[EXERCISE DIRECTIONS] All of the data needs to be reproduced with no alterations.

[DATA PROVIDED]

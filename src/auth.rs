use std::sync::Arc;

use async_trait::async_trait;
use axum::http::HeaderMap;
use ulid::Ulid;

use crate::engine::{Caller, Engine, EngineError};

pub const USER_ID_HEADER: &str = "x-user-id";
pub const GATEWAY_TOKEN_HEADER: &str = "x-gateway-token";

/// Turns request headers into an authenticated [`Caller`].
#[async_trait]
pub trait IdentityProvider: Send + Sync {
    async fn identify(&self, headers: &HeaderMap) -> Result<Caller, EngineError>;
}

/// Trusts an upstream gateway that has already authenticated the user and
/// forwards their id. Role and email always come from the directory, never
/// from the request.
pub struct GatewayIdentity {
    engine: Arc<Engine>,
    token: Option<String>,
}

impl GatewayIdentity {
    pub fn new(engine: Arc<Engine>, token: Option<String>) -> Self {
        Self { engine, token }
    }
}

fn header<'a>(headers: &'a HeaderMap, name: &str) -> Option<&'a str> {
    headers.get(name).and_then(|v| v.to_str().ok()).map(str::trim)
}

#[async_trait]
impl IdentityProvider for GatewayIdentity {
    async fn identify(&self, headers: &HeaderMap) -> Result<Caller, EngineError> {
        if let Some(expected) = &self.token
            && header(headers, GATEWAY_TOKEN_HEADER) != Some(expected.as_str())
        {
            return Err(EngineError::Unauthenticated("missing or wrong gateway token"));
        }
        let id: Ulid = header(headers, USER_ID_HEADER)
            .ok_or(EngineError::Unauthenticated("missing user id"))?
            .parse()
            .map_err(|_| EngineError::Unauthenticated("malformed user id"))?;
        let user = self
            .engine
            .find_user(&id)
            .ok_or(EngineError::Unauthenticated("unknown user"))?;
        Ok(Caller::from(&user))
    }
}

[EXPECTED ANSWER]
filename src/auth.rs
use std::sync::Arc;

use async_trait::async_trait;
use axum::http::HeaderMap;
use ulid::Ulid;

use crate::engine::{Caller, Engine, EngineError};

pub const USER_ID_HEADER: &str = "x-user-id";
pub const GATEWAY_TOKEN_HEADER: &str = "x-gateway-token";

/// Turns request headers into an authenticated [`Caller`].
#[async_trait]
pub trait IdentityProvider: Send + Sync {
    async fn identify(&self, headers: &HeaderMap) -> Result<Caller, EngineError>;
}

/// Trusts an upstream gateway that has already authenticated the user and
/// forwards their id. Role and email always come from the directory, never
/// from the request.
pub struct GatewayIdentity {
    engine: Arc<Engine>,
    token: Option<String>,
}

impl GatewayIdentity {
    pub fn new(engine: Arc<Engine>, token: Option<String>) -> Self {
        Self { engine, token }
    }
}

fn header<'a>(headers: &'a HeaderMap, name: &str) -> Option<&'a str> {
    headers.get(name).and_then(|v| v.to_str().ok()).map(str::trim)
}

#[async_trait]
impl IdentityProvider for GatewayIdentity {
    async fn identify(&self, headers: &HeaderMap) -> Result<Caller, EngineError> {
        if let Some(expected) = &self.token
            && header(headers, GATEWAY_TOKEN_HEADER) != Some(expected.as_str())
        {
            return Err(EngineError::Unauthenticated("missing or wrong gateway token"));
        }
        let id: Ulid = header(headers, USER_ID_HEADER)
            .ok_or(EngineError::Unauthenticated("missing user id"))?
            .parse()
            .map_err(|_| EngineError::Unauthenticated("malformed user id"))?;
        let user = self
            .engine
            .find_user(&id)
            .ok_or(EngineError::Unauthenticated("unknown user"))?;
        Ok(Caller::from(&user))
    }
}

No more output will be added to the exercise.